私は、後段の、現状掛けビジョン掛け移行プロセスというところで地球温暖化問題を伺いたいのです。
そもそも社民党は、政権交代の直後は民主党と連立をいたしておりまして、そのとき、一九九〇年比で二〇二〇年までに二五%の二酸化炭素削減というのを三党連立合意でつくりました。でも、今思えば、それはビジョンであって、移行プロセスをどうするかというところをもうちょっとしっかり詰めておかなかったということもあって、当時は、多分民主党のお考えの中にも、原発というものが二酸化炭素排出が少ないから、それも加味しながらということもお考えであったと思うんです。
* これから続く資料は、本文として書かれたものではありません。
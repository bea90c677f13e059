pub mod archive;
pub mod config;
pub mod error;
pub mod export;
pub mod extract;
pub mod harvest;
pub mod listing;
pub mod locate;
pub mod normalize;
pub mod pipeline;

pub use extract::{extract, CryptoRecord};
pub use locate::{locate, FieldSpec};
pub use normalize::normalize;
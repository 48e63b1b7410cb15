//! Core type definitions for the crafting engine

use serde::{Deserialize, Serialize};

/// Container category with an independent desirability policy
#[derive(Debug, Clone, Copy, Default, PartialEq, Eq, PartialOrd, Ord, Hash, Serialize, Deserialize)]
#[serde(rename_all = "lowercase")]
pub enum Category {
    #[default]
    Regular,
    Arcanist,
    Diviner,
    Cartographer,
}

impl Category {
    /// All categories, in policy order
    pub const ALL: [Category; 4] = [
        Category::Regular,
        Category::Arcanist,
        Category::Diviner,
        Category::Cartographer,
    ];
}

impl std::fmt::Display for Category {
    fn fmt(&self, f: &mut std::fmt::Formatter<'_>) -> std::fmt::Result {
        match self {
            Self::Regular => write!(f, "regular"),
            Self::Arcanist => write!(f, "arcanist"),
            Self::Diviner => write!(f, "diviner"),
            Self::Cartographer => write!(f, "cartographer"),
        }
    }
}

impl std::str::FromStr for Category {
    type Err = String;

    fn from_str(s: &str) -> Result<Self, Self::Err> {
        match s.to_lowercase().as_str() {
            "regular" => Ok(Self::Regular),
            "arcanist" => Ok(Self::Arcanist),
            "diviner" => Ok(Self::Diviner),
            "cartographer" | "cartog" => Ok(Self::Cartographer),
            _ => Err(format!("Invalid category: {}", s)),
        }
    }
}

/// Rarity tier of an identified container
#[derive(Debug, Clone, Copy, PartialEq, Eq, Hash, Serialize, Deserialize)]
#[serde(rename_all = "lowercase")]
pub enum Rarity {
    Plain,
    Magic,
    Rare,
}

impl std::fmt::Display for Rarity {
    fn fmt(&self, f: &mut std::fmt::Formatter<'_>) -> std::fmt::Result {
        match self {
            Self::Plain => write!(f, "plain"),
            Self::Magic => write!(f, "magic"),
            Self::Rare => write!(f, "rare"),
        }
    }
}

/// Opaque handle for an externally-owned container
///
/// The engine never persists these; they are only valid for as long as the
/// game surface keeps reporting the container as observed.
#[derive(Debug, Clone, Copy, PartialEq, Eq, Hash, Serialize, Deserialize)]
pub struct ContainerId(pub u64);

impl std::fmt::Display for ContainerId {
    fn fmt(&self, f: &mut std::fmt::Formatter<'_>) -> std::fmt::Result {
        write!(f, "box-{}", self.0)
    }
}

/// Screen-space bounding rectangle of a container label
#[derive(Debug, Clone, Copy, Default, PartialEq, Serialize, Deserialize)]
pub struct ScreenRect {
    pub x: f32,
    pub y: f32,
    pub width: f32,
    pub height: f32,
}

/// A container as observed on a single tick
#[derive(Debug, Clone, PartialEq)]
pub struct ContainerRef {
    pub id: ContainerId,
    pub rect: ScreenRect,
    /// Distance from the observer, in game units
    pub distance: f32,
}

/// Kinds of consumable action-items the selector can spend
#[derive(Debug, Clone, Copy, PartialEq, Eq, Hash, Serialize, Deserialize)]
#[serde(rename_all = "snake_case")]
pub enum ItemKind {
    /// Reveals an unidentified container
    Identify,
    /// Removes all affixes
    Clear,
    /// Plain -> Magic with one random affix
    Seed,
    /// Adds a second affix to a one-affix magic container
    Augment,
    /// Rerolls the affixes of a magic container
    RerollMagic,
    /// Plain -> Rare with a full affix set
    UpgradeToRare,
    /// Improves quality on a plain container (batchable)
    Quality,
}

impl ItemKind {
    pub const ALL: [ItemKind; 7] = [
        ItemKind::Identify,
        ItemKind::Clear,
        ItemKind::Seed,
        ItemKind::Augment,
        ItemKind::RerollMagic,
        ItemKind::UpgradeToRare,
        ItemKind::Quality,
    ];
}

impl std::fmt::Display for ItemKind {
    fn fmt(&self, f: &mut std::fmt::Formatter<'_>) -> std::fmt::Result {
        match self {
            Self::Identify => write!(f, "identify"),
            Self::Clear => write!(f, "clear"),
            Self::Seed => write!(f, "seed"),
            Self::Augment => write!(f, "augment"),
            Self::RerollMagic => write!(f, "reroll_magic"),
            Self::UpgradeToRare => write!(f, "upgrade_to_rare"),
            Self::Quality => write!(f, "quality"),
        }
    }
}

/// An action-item slot in the external inventory
///
/// Grid position is carried so "first available" selection is deterministic:
/// slots are ordered column-first, matching the inventory query contract.
#[derive(Debug, Clone, Copy, PartialEq, Eq, Serialize, Deserialize)]
pub struct ItemRef {
    pub kind: ItemKind,
    pub grid_x: u8,
    pub grid_y: u8,
}

impl ItemRef {
    pub fn new(kind: ItemKind, grid_x: u8, grid_y: u8) -> Self {
        Self { kind, grid_x, grid_y }
    }
}

/// Next crafting action chosen by the decision table
#[derive(Debug, Clone, Copy, PartialEq, Eq, Serialize, Deserialize)]
pub enum CraftAction {
    Identify,
    Clear,
    Seed,
    Augment,
    RerollMagic,
    UpgradeToRare,
    ImproveQuality {
        /// Apply repeatedly under a held modifier (fast-apply batch)
        batch: bool,
    },
}

impl CraftAction {
    /// The item kind this action consumes
    pub fn item_kind(&self) -> ItemKind {
        match self {
            Self::Identify => ItemKind::Identify,
            Self::Clear => ItemKind::Clear,
            Self::Seed => ItemKind::Seed,
            Self::Augment => ItemKind::Augment,
            Self::RerollMagic => ItemKind::RerollMagic,
            Self::UpgradeToRare => ItemKind::UpgradeToRare,
            Self::ImproveQuality { .. } => ItemKind::Quality,
        }
    }
}

impl std::fmt::Display for CraftAction {
    fn fmt(&self, f: &mut std::fmt::Formatter<'_>) -> std::fmt::Result {
        match self {
            Self::ImproveQuality { batch: true } => write!(f, "improve_quality (batch)"),
            Self::ImproveQuality { batch: false } => write!(f, "improve_quality"),
            other => write!(f, "{}", other.item_kind()),
        }
    }
}

/// Observed state of the action cursor
#[derive(Debug, Clone, Copy, PartialEq, Eq)]
pub enum CursorMode {
    /// No item on the cursor
    Free,
    /// An action-item is armed and will be consumed by the next click
    UseItem,
    /// Anything else (drag, unknown)
    Other,
}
私どもはそういう立場ではないけれども、世界に約束する公約として、二五%削減というのを何とかやりたいと思っておりました。
三月十一日が起きまして以降、この二五%削減を、もうできないから下げるべきじゃないかというような論議もあるんですけれども、私は、日本の政治あるいは科学との絡まりの中では、こうした国際公約を先にぼんと上げて、そこから逆規定して物事を決めていくという発想は極めてまれだったし、何とかこのことを実現させていきたいと今も思っております。
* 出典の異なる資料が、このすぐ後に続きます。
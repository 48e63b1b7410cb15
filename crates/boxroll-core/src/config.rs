//! Configuration management for Boxroll
//!
//! This module provides the session settings structure: global pacing delays,
//! the incremental-vs-direct crafting path choice, fast-apply behavior, and
//! per-category match policy knobs.

use serde::{Deserialize, Serialize};
use std::path::Path;

use crate::{Category, Result};

/// Default keep policy for regular containers, expressed as a regex
///
/// Used only when the catalog-driven match policy is disabled.
pub const DEFAULT_REGULAR_PATTERN: &str =
    r"[2-9] addi.{1,20}(cart|ambush|harbin|harvest|divination|horned|essence).*scarab|stream|rare mon|stream";

/// Default keep policy for arcanist/diviner/cartographer containers
pub const DEFAULT_SPECIAL_PATTERN: &str =
    r"(additional item).*(quantity)|((quantity).*(additional item))|[2-9] addi.{1,20}(cart|ambush|harbin|harvest|divination|horned|essence).*scarab|stream|stream";

/// Session settings
///
/// Loaded from `boxroll.toml`. Every field has a default, so a missing or
/// partial file still produces a usable configuration.
#[derive(Debug, Clone, Serialize, Deserialize)]
pub struct Settings {
    /// Take the incremental path (seed/augment/reroll) instead of
    /// clear-and-upgrade for regular containers
    #[serde(default = "default_true")]
    pub use_incremental_path: bool,

    /// Evaluate containers against the mod catalog; when false, fall back to
    /// the per-category regex patterns
    #[serde(default = "default_true")]
    pub use_mod_selection: bool,

    /// For regular containers, skip intermediate steps and only ever
    /// clear-then-upgrade-to-rare
    #[serde(default)]
    pub upgrade_to_rare_only: bool,

    /// Apply quality items in batches under a held modifier
    #[serde(default)]
    pub use_fast_apply: bool,

    /// Delay between applications inside a fast-apply batch, in milliseconds
    #[serde(default = "default_fast_apply_delay_ms")]
    pub fast_apply_delay_ms: u64,

    /// Delay between the sub-steps of a single action, in milliseconds
    #[serde(default = "default_mid_step_delay_ms")]
    pub mid_step_delay_ms: u64,

    /// Extra delay between whole crafting steps, in milliseconds
    #[serde(default)]
    pub step_delay_ms: u64,

    /// Containers farther than this are out of crafting reach, in game units
    #[serde(default = "default_max_target_distance")]
    pub max_target_distance: f32,

    #[serde(default = "CategoryOptions::regular_default")]
    pub regular: CategoryOptions,

    #[serde(default = "CategoryOptions::arcanist_default")]
    pub arcanist: CategoryOptions,

    #[serde(default = "CategoryOptions::diviner_default")]
    pub diviner: CategoryOptions,

    #[serde(default = "CategoryOptions::cartographer_default")]
    pub cartographer: CategoryOptions,

    #[serde(default)]
    pub debug: DebugSettings,
}

/// Per-category crafting policy
#[derive(Debug, Clone, Serialize, Deserialize)]
pub struct CategoryOptions {
    /// Prefer the clear-then-upgrade path over incremental rerolling
    #[serde(default = "default_true")]
    pub use_clear_upgrade: bool,

    /// Spend quality items on this category before upgrading
    #[serde(default)]
    pub use_quality_items: bool,

    /// How many desired mods a container must carry to count as ready
    #[serde(default = "default_required_desired_mods")]
    pub required_desired_mods: usize,

    /// Regex fallback policy, used when the mod catalog is disabled
    #[serde(default)]
    pub pattern: String,
}

impl CategoryOptions {
    fn regular_default() -> Self {
        Self {
            use_clear_upgrade: true,
            use_quality_items: false,
            required_desired_mods: default_required_desired_mods(),
            pattern: DEFAULT_REGULAR_PATTERN.to_string(),
        }
    }

    fn arcanist_default() -> Self {
        Self {
            use_clear_upgrade: true,
            use_quality_items: false,
            required_desired_mods: default_required_desired_mods(),
            pattern: DEFAULT_SPECIAL_PATTERN.to_string(),
        }
    }

    fn diviner_default() -> Self {
        Self {
            use_clear_upgrade: true,
            use_quality_items: true,
            required_desired_mods: default_required_desired_mods(),
            pattern: DEFAULT_SPECIAL_PATTERN.to_string(),
        }
    }

    fn cartographer_default() -> Self {
        Self {
            use_clear_upgrade: true,
            use_quality_items: true,
            required_desired_mods: default_required_desired_mods(),
            pattern: DEFAULT_SPECIAL_PATTERN.to_string(),
        }
    }
}

/// Debug log settings
#[derive(Debug, Clone, Serialize, Deserialize)]
pub struct DebugSettings {
    /// Emit throttled per-decision debug lines
    #[serde(default)]
    pub enabled: bool,

    /// Where the debug log file is written
    #[serde(default = "default_debug_log_path")]
    pub log_path: String,
}

// Default value providers
fn default_true() -> bool {
    true
}

fn default_fast_apply_delay_ms() -> u64 {
    100
}

fn default_mid_step_delay_ms() -> u64 {
    40
}

fn default_max_target_distance() -> f32 {
    70.0
}

fn default_required_desired_mods() -> usize {
    1
}

fn default_debug_log_path() -> String {
    "./boxroll_debug.log".to_string()
}

impl Settings {
    /// Load settings from `boxroll.toml` in the given directory, or use defaults
    pub fn load_or_default(config_dir: &Path) -> Result<Self> {
        let config_path = config_dir.join("boxroll.toml");

        if config_path.exists() {
            let content = std::fs::read_to_string(&config_path)?;
            let mut settings: Settings = toml::from_str(&content).map_err(|e| {
                crate::BoxrollError::Config(format!("Failed to parse settings file: {}", e))
            })?;
            settings.clamp();
            Ok(settings)
        } else {
            Ok(Self::default())
        }
    }

    /// Write default settings to `boxroll.toml` in the given directory
    pub fn write_default(config_dir: &Path) -> Result<()> {
        std::fs::create_dir_all(config_dir)?;

        let config_path = config_dir.join("boxroll.toml");
        let settings = Self::default();
        let content = toml::to_string_pretty(&settings).map_err(|e| {
            crate::BoxrollError::Config(format!("Failed to serialize settings: {}", e))
        })?;
        std::fs::write(&config_path, content)?;
        Ok(())
    }

    /// Options for a specific container category
    pub fn category(&self, category: Category) -> &CategoryOptions {
        match category {
            Category::Regular => &self.regular,
            Category::Arcanist => &self.arcanist,
            Category::Diviner => &self.diviner,
            Category::Cartographer => &self.cartographer,
        }
    }

    /// Mutable options for a specific container category
    pub fn category_mut(&mut self, category: Category) -> &mut CategoryOptions {
        match category {
            Category::Regular => &mut self.regular,
            Category::Arcanist => &mut self.arcanist,
            Category::Diviner => &mut self.diviner,
            Category::Cartographer => &mut self.cartographer,
        }
    }

    /// Clamp loaded values into their supported ranges
    fn clamp(&mut self) {
        self.fast_apply_delay_ms = self.fast_apply_delay_ms.clamp(50, 500);
        self.mid_step_delay_ms = self.mid_step_delay_ms.min(200);
        self.step_delay_ms = self.step_delay_ms.min(400);
        for category in Category::ALL {
            let opts = self.category_mut(category);
            opts.required_desired_mods = opts.required_desired_mods.clamp(1, 3);
        }
    }
}

impl Default for Settings {
    fn default() -> Self {
        Self {
            use_incremental_path: true,
            use_mod_selection: true,
            upgrade_to_rare_only: false,
            use_fast_apply: false,
            fast_apply_delay_ms: default_fast_apply_delay_ms(),
            mid_step_delay_ms: default_mid_step_delay_ms(),
            step_delay_ms: 0,
            max_target_distance: default_max_target_distance(),
            regular: CategoryOptions::regular_default(),
            arcanist: CategoryOptions::arcanist_default(),
            diviner: CategoryOptions::diviner_default(),
            cartographer: CategoryOptions::cartographer_default(),
            debug: DebugSettings::default(),
        }
    }
}

impl Default for DebugSettings {
    fn default() -> Self {
        Self {
            enabled: false,
            log_path: default_debug_log_path(),
        }
    }
}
先生は従来から、温暖化問題には大変見識も深く御発言も多々ございましたので、原発の稼働がどうなるかということはございますけれども、きょう、ちょうど再生可能エネルギー法も成立いたしますし、あと、先ほど来の省エネ、ここが大きなソースになると思いますけれども、現状で、この二五%ビジョン、そして移行プロセスということはどうお考えか、お願いいたします。